Que no le tosa nadie

Francisco García

Francisco García

Con los primeros fríos llegan los catarros, y con cada estornudo en público, una mirada requisitoria, cuando no una admonición: “Tosa usted para otro lado, que a mí no me tose nadie”. Escapamos de la pandemia todos más dóciles, como si después de dos años de mascarilla borrándonos la sonrisa permaneciera en la boca de cada uno un imaginario bozal. Tras meses y meses de un permanente mírame y no me toques, nos ha quedado incluso un pavor terrible a que nos tosan a la cara. Haga la prueba, dilecto lector, estornude usted en el supermercado, en el autobús o en la oficina y verá como en los rostros más cercanos se dibuja de inmediato una mueca de pánico vírico, un rictus a caballo entre el pavor y la repulsa. Si toso y me miran mal, se me cae el asma al suelo.

Desde la pandemia, toser se ha convertido en un ejercicio privado, en un acto íntimo cada vez más ligero de esputos y decibelios. No se le ocurra hacer exhibición pública de un tosido persistente porque siempre aparecerá un propio -o propia- que se lo eche en cara, sin respeto alguno a la presunción de inocencia tosferina. ¿Cómo puede haber gente que en este otoño se tome una expectoración tan a pecho?

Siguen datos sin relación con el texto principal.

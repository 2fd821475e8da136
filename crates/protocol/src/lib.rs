pub mod codec;
mod request;
mod response;

pub use request::{ApiRequest, Route, context_for};
pub use response::{ApiResponse, HealthReport};

pub const PATH_PARAM: &str = "path";
pub const DEPTH_PARAM: &str = "depth";

/// Object name reported in validation details.
pub const REQUEST_OBJECT: &str = "request";

/// Levels below the root included by a listing when `depth` is not given.
pub const DEFAULT_LIST_DEPTH: usize = 1;

/// Header sent with every HTTP response.
pub const CORS_HEADER: (&str, &str) = ("Access-Control-Allow-Origin", "*");
pub const CONTENT_TYPE_JSON: (&str, &str) = ("Content-Type", "application/json");
use std::{path::Path, sync::Arc};

use fmeta_envelope::{
    EnvelopeFactory, ErrorCatalog, Failure, FailureCounter, FailureInterceptor, RequestContext,
};
use fmeta_fs::{Expect, FileRecord, build, list_files, walk};
use fmeta_protocol::{ApiRequest, ApiResponse, HealthReport, context_for};
use log::{debug, info};

use crate::mapping::path_failure;

/// Serves the metadata operations and turns every failure into an envelope.
pub struct MetadataService {
    factory: EnvelopeFactory,
    failures: Arc<FailureCounter>,
}

impl MetadataService {
    pub fn new(app_name: impl Into<String>, catalog: ErrorCatalog) -> Self {
        let failures = Arc::new(FailureCounter::new());
        let factory = EnvelopeFactory::new(app_name, catalog).with_interceptor(Arc::clone(&failures));
        MetadataService { factory, failures }
    }

    #[must_use]
    pub fn with_interceptor(mut self, interceptor: impl FailureInterceptor + 'static) -> Self {
        self.factory = self.factory.with_interceptor(interceptor);
        self
    }

    pub fn app_name(&self) -> &str {
        self.factory.app_name()
    }

    /// Leaf record of a regular file. Symbolic links to files are accepted.
    pub fn get_file_metadata(&self, path: &Path) -> Result<FileRecord, Failure> {
        debug!("[service] file {}", path.display());
        build(path, Expect::File).map_err(path_failure)
    }

    /// Full tree rooted at a directory.
    pub fn get_directory_metadata(&self, path: &Path) -> Result<FileRecord, Failure> {
        debug!("[service] directory {}", path.display());
        let tree = walk(path).map_err(path_failure)?;
        info!(
            "[service] built tree of {} record(s) for {}",
            tree.count(),
            path.display()
        );
        Ok(tree)
    }

    /// Flat pre-order listing down to `depth` levels below `path`.
    pub fn list_files(&self, path: &Path, depth: usize) -> Result<Vec<FileRecord>, Failure> {
        debug!("[service] list {} depth={depth}", path.display());
        list_files(path, depth).map_err(path_failure)
    }

    pub fn health(&self) -> HealthReport {
        HealthReport {
            status: "UP".to_owned(),
            service: self.app_name().to_owned(),
            version: env!("CARGO_PKG_VERSION").to_owned(),
            failures: self.failures.snapshot(),
        }
    }

    pub fn execute(&self, request: &ApiRequest) -> Result<ApiResponse, Failure> {
        Ok(match request {
            ApiRequest::GetFileMetadata { path } => ApiResponse::Record(self.get_file_metadata(path)?),
            ApiRequest::GetDirectoryMetadata { path } => {
                ApiResponse::Record(self.get_directory_metadata(path)?)
            }
            ApiRequest::ListFiles { path, depth } => {
                ApiResponse::Listing(self.list_files(path, *depth)?)
            }
            ApiRequest::Health => ApiResponse::Health(self.health()),
        })
    }

    /// Parse, validate and run one raw request target.
    pub fn dispatch(&self, method: &str, target: &str) -> ApiResponse {
        self.serve(method, &context_for(target))
    }

    /// Validate and run a request whose parameters are already decoded.
    pub fn serve(&self, method: &str, ctx: &RequestContext) -> ApiResponse {
        match ApiRequest::parse(method, ctx).and_then(|req| self.execute(&req)) {
            Ok(response) => response,
            Err(failure) => self.fail(&failure, ctx),
        }
    }

    /// Publish `failure` and wrap its envelope as a response.
    pub fn fail(&self, failure: &Failure, ctx: &RequestContext) -> ApiResponse {
        ApiResponse::Failure(self.factory.handle(failure, ctx))
    }
}

#[cfg(test)]
#[path = "service_tests.rs"]
mod tests;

Si es su caso, lector amigo, el de quien en estos días de resfriado persistente tose y moquea, haga oídos sordos a las miradas críticas, suba el volumen de su aparato respiratorio y agite el clínex en gesto de saludo amistoso. Y por lo que más quiera, no se altere ni se enfade, que no le tensen los inquisidores del mal ajeno las cuerdas vocales. Que no acabe una disputa vírica en una tensa administración de jarabe de palo. Y si habita usted en Gijón, hágase un plan de vías respiratorias. Que no le destape nadie el (ca)tarro de las esencias.